- _Task item_
Look over the lines below. Report each one that includes the string "parser".

- _Saved entries_

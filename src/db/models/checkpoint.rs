use chrono::{DateTime, Utc};
use serde::{Deserialize, Serialize};

use crate::db::Entity;

/// Indexer sync progress checkpoint.
///
/// Tracks the next block to stream for a chain. Used to resume indexing after
/// restarts; blocks after the checkpoint may be delivered again.
#[derive(Debug, Clone, Serialize, Deserialize)]
pub struct SyncCheckpoint {
    pub chain_id: u64,
    pub next_block: u64,
    pub updated_at: DateTime<Utc>,
}

impl SyncCheckpoint {
    pub fn new(chain_id: u64, next_block: u64) -> Self {
        Self {
            chain_id,
            next_block,
            updated_at: Utc::now(),
        }
    }
}

impl Entity for SyncCheckpoint {
    const KIND: &'static str = "checkpoint";

    fn id(&self) -> String {
        self.chain_id.to_string()
    }
}
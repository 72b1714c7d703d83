pub mod parser;
pub mod processor;
pub mod worker;

pub use parser::parse_logs;
pub use processor::Processor;
pub use worker::{ChainWorker, IndexMessage};
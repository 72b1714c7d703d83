mod client;
mod ops;

pub use client::PostgresClient;
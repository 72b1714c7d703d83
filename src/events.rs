//! Typed events handed from the log streamer to the processor.

use alloy::primitives::{Address, U256};

use crate::db::models::PoolShape;

/// Position of an event in the chain.
#[derive(Debug, Clone, PartialEq, Eq, Default)]
pub struct EventContext {
    pub block_number: u64,
    pub block_timestamp: u64,
    pub tx_hash: String,
    pub log_index: u32,
}

/// A decoded event emitted by a configured pool.
#[derive(Debug, Clone)]
pub struct ChainEvent {
    pub pool: Address,
    pub shape: PoolShape,
    pub ctx: EventContext,
    pub kind: EventKind,
}

/// A `Deposit` into the voting escrow.
///
/// `locktime` is the unlock time the deposit leaves the lock with and `ts`
/// the block time the escrow recorded; both are seconds.
#[derive(Debug, Clone, PartialEq, Eq)]
pub struct LockDeposit {
    pub escrow: Address,
    pub ctx: EventContext,
    pub provider: Address,
    pub value: U256,
    pub locktime: U256,
    pub ts: U256,
}

/// Event payloads, normalized across pool shapes.
///
/// `price` is the reference token spot price carried by deposit-wrapper
/// events; native pool events never carry one. Fields a shape's event does
/// not report are `None` / empty.
#[derive(Debug, Clone, PartialEq)]
pub enum EventKind {
    TokenSwap {
        buyer: Address,
        sold_id: u64,
        tokens_sold: U256,
        bought_id: u64,
        tokens_bought: U256,
        /// Indices refer to `all_tokens` rather than `tokens`.
        underlying: bool,
        price: Option<U256>,
    },
    AddLiquidity {
        provider: Address,
        token_amounts: Vec<U256>,
        fees: Vec<U256>,
        invariant: Option<U256>,
        lp_token_supply: Option<U256>,
        price: Option<U256>,
    },
    RemoveLiquidity {
        provider: Address,
        token_amounts: Vec<U256>,
        lp_token_supply: Option<U256>,
        price: Option<U256>,
    },
    RemoveLiquidityOne {
        provider: Address,
        index: u64,
        amount: U256,
        lp_token_supply: Option<U256>,
        price: Option<U256>,
    },
    RemoveLiquidityImbalance {
        provider: Address,
        token_amounts: Vec<U256>,
        fees: Vec<U256>,
        invariant: U256,
        lp_token_supply: U256,
    },
    NewAdminFee {
        new_fee: U256,
    },
    NewSwapFee {
        new_fee: U256,
    },
    NewWithdrawFee {
        new_fee: U256,
    },
    RampA {
        old_a: U256,
        new_a: U256,
        initial_time: U256,
        future_time: U256,
    },
    StopRampA {
        current_a: U256,
        time: U256,
    },
}

impl EventKind {
    pub fn name(&self) -> &'static str {
        match self {
            EventKind::TokenSwap { underlying: false, .. } => "TokenSwap",
            EventKind::TokenSwap { underlying: true, .. } => "TokenSwapUnderlying",
            EventKind::AddLiquidity { .. } => "AddLiquidity",
            EventKind::RemoveLiquidity { .. } => "RemoveLiquidity",
            EventKind::RemoveLiquidityOne { .. } => "RemoveLiquidityOne",
            EventKind::RemoveLiquidityImbalance { .. } => "RemoveLiquidityImbalance",
            EventKind::NewAdminFee { .. } => "NewAdminFee",
            EventKind::NewSwapFee { .. } => "NewSwapFee",
            EventKind::NewWithdrawFee { .. } => "NewWithdrawFee",
            EventKind::RampA { .. } => "RampA",
            EventKind::StopRampA { .. } => "StopRampA",
        }
    }
}
use std::future::Future;

use anyhow::Result;
use serde::{de::DeserializeOwned, Serialize};

pub mod memory;
pub mod models;
pub mod postgres;

pub use memory::MemoryStore;
pub use postgres::PostgresClient;

/// A record persisted by the indexer.
///
/// Records live in a flat key-value space: `KIND` names the collection and
/// `id()` is the stable key within it.
pub trait Entity: Serialize + DeserializeOwned + std::fmt::Debug + Send + Sync {
    const KIND: &'static str;

    fn id(&self) -> String;
}

/// Load-by-key / upsert-by-key persistence.
///
/// Owned by the single event processor, so methods take `&mut self` and no
/// record is ever shared between tasks.
pub trait Store: Send {
    fn load<E: Entity>(&mut self, id: &str) -> impl Future<Output = Result<Option<E>>> + Send;

    fn upsert<E: Entity>(&mut self, entity: &E) -> impl Future<Output = Result<()>> + Send;
}
//! Per-event audit records.
//!
//! One record per decoded pool event, keyed by `<prefix>-<tx hash>-<log index>`
//! so a redelivered event lands on the same row.

use serde::{Deserialize, Serialize};

use crate::{db::Entity, events::EventContext};

fn record_id(prefix: &str, ctx: &EventContext) -> String {
    format!("{}-{}-{}", prefix, ctx.tx_hash, ctx.log_index)
}

/// A trade against a pool.
#[derive(Debug, Clone, PartialEq, Eq, Serialize, Deserialize)]
pub struct TokenExchange {
    pub id: String,
    pub pool: String,
    pub buyer: String,
    pub sold_id: u64,
    pub tokens_sold: String,
    pub bought_id: u64,
    pub tokens_bought: String,
    /// Indices refer to the flattened token set (meta-pool underlying swap).
    pub underlying: bool,
    pub block: u64,
    pub timestamp: u64,
    pub transaction: String,
}

impl TokenExchange {
    pub fn id_for(ctx: &EventContext) -> String {
        record_id("token_exchange", ctx)
    }
}

impl Entity for TokenExchange {
    const KIND: &'static str = "token_exchange";

    fn id(&self) -> String {
        self.id.clone()
    }
}

#[derive(Debug, Clone, Copy, PartialEq, Eq, Serialize, Deserialize)]
#[serde(rename_all = "snake_case")]
pub enum LiquidityAction {
    Add,
    Remove,
    RemoveOne,
    RemoveImbalance,
}

impl LiquidityAction {
    fn prefix(&self) -> &'static str {
        match self {
            LiquidityAction::Add => "add_liquidity",
            LiquidityAction::Remove => "remove_liquidity",
            LiquidityAction::RemoveOne => "remove_liquidity_one",
            LiquidityAction::RemoveImbalance => "remove_liquidity_imbalance",
        }
    }
}

/// A deposit or withdrawal of liquidity.
///
/// Fields the emitting contract does not report (wrapper events carry no fees,
/// invariant or supply) are stored empty / "0".
#[derive(Debug, Clone, PartialEq, Eq, Serialize, Deserialize)]
pub struct LiquidityEvent {
    pub id: String,
    pub pool: String,
    pub action: LiquidityAction,
    pub provider: String,
    pub token_amounts: Vec<String>,
    pub fees: Vec<String>,
    pub invariant: String,
    pub lp_token_supply: String,
    pub block: u64,
    pub timestamp: u64,
    pub transaction: String,
}

impl LiquidityEvent {
    pub fn id_for(action: LiquidityAction, ctx: &EventContext) -> String {
        record_id(action.prefix(), ctx)
    }
}

impl Entity for LiquidityEvent {
    const KIND: &'static str = "liquidity_event";

    fn id(&self) -> String {
        self.id.clone()
    }
}

#[derive(Debug, Clone, Copy, PartialEq, Eq, Serialize, Deserialize)]
#[serde(rename_all = "snake_case")]
pub enum PoolParameter {
    AdminFee,
    SwapFee,
    WithdrawFee,
    RampA,
    StopRampA,
}

impl PoolParameter {
    fn prefix(&self) -> &'static str {
        match self {
            PoolParameter::AdminFee => "new_admin_fee",
            PoolParameter::SwapFee => "new_swap_fee",
            PoolParameter::WithdrawFee => "new_withdraw_fee",
            PoolParameter::RampA => "ramp_A",
            PoolParameter::StopRampA => "stop_ramp_A",
        }
    }
}

/// A fee or amplification change.
///
/// For `RampA` the timing fields hold the ramp's start and end, for
/// `StopRampA` `initial_time` holds the stop time.
#[derive(Debug, Clone, PartialEq, Eq, Serialize, Deserialize)]
pub struct ParameterChange {
    pub id: String,
    pub pool: String,
    pub parameter: PoolParameter,
    pub old_value: Option<String>,
    pub new_value: String,
    pub initial_time: Option<u64>,
    pub future_time: Option<u64>,
    pub block: u64,
    pub timestamp: u64,
    pub transaction: String,
}

impl ParameterChange {
    pub fn id_for(parameter: PoolParameter, ctx: &EventContext) -> String {
        record_id(parameter.prefix(), ctx)
    }
}

impl Entity for ParameterChange {
    const KIND: &'static str = "parameter_change";

    fn id(&self) -> String {
        self.id.clone()
    }
}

- _Response area_
pub mod parser;
pub use parser::parse_logs;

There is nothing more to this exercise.